What is being asked – Below is a listing. Copy each line of it that holds the word "text".

Data excerpts –
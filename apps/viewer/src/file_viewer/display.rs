//! Display rows for the current chunk.

use chunked_reader::{LinePosition, LoadedChunk};
use serde::Serialize;

#[derive(Debug, Clone, PartialEq, Eq, Serialize)]
#[serde(rename_all = "camelCase")]
pub struct DisplayRow {
    /// 1-based.
    pub line_number: usize,
    pub text: String,
    pub expanded: bool,
    /// False for lines too long to ever be shown collapsed.
    pub collapsible: bool,
}

/// The found keyword within a display row, as a character range.
#[derive(Debug, Clone, Copy, PartialEq, Eq, Serialize)]
#[serde(rename_all = "camelCase")]
pub struct Highlight {
    pub row: usize,
    pub start: usize,
    pub end: usize,
}

/// Expansion state for a freshly loaded chunk: everything collapsed except long lines.
pub fn initial_expanded(chunk: &LoadedChunk, wrap_length: usize) -> Vec<bool> {
    (0..chunk.lines.len())
        .map(|row| !chunk.is_collapsible(row, wrap_length))
        .collect()
}

pub fn display_rows(chunk: &LoadedChunk, expanded: &[bool], wrap_length: usize) -> Vec<DisplayRow> {
    chunk
        .lines
        .iter()
        .enumerate()
        .map(|(row, text)| {
            let collapsible = chunk.is_collapsible(row, wrap_length);
            DisplayRow {
                line_number: chunk.display_line_number(row),
                text: text.clone(),
                expanded: !collapsible || expanded.get(row).copied().unwrap_or(false),
                collapsible,
            }
        })
        .collect()
}

/// Locates a match at `position` (document coordinates) in the chunk's rows. The first row
/// may start mid-line, so its columns are shifted by `first_line_column`.
pub fn highlight(chunk: &LoadedChunk, position: LinePosition, keyword_len: usize) -> Option<Highlight> {
    let row = chunk.row_of(position.line)?;
    let start = if row == 0 {
        position.offset.checked_sub(chunk.first_line_column)?
    } else {
        position.offset
    };
    Some(Highlight {
        row,
        start,
        end: start + keyword_len,
    })
}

Exercise solution –
    pub text: String,
        .map(|(row, text)| {
                text: text.clone(),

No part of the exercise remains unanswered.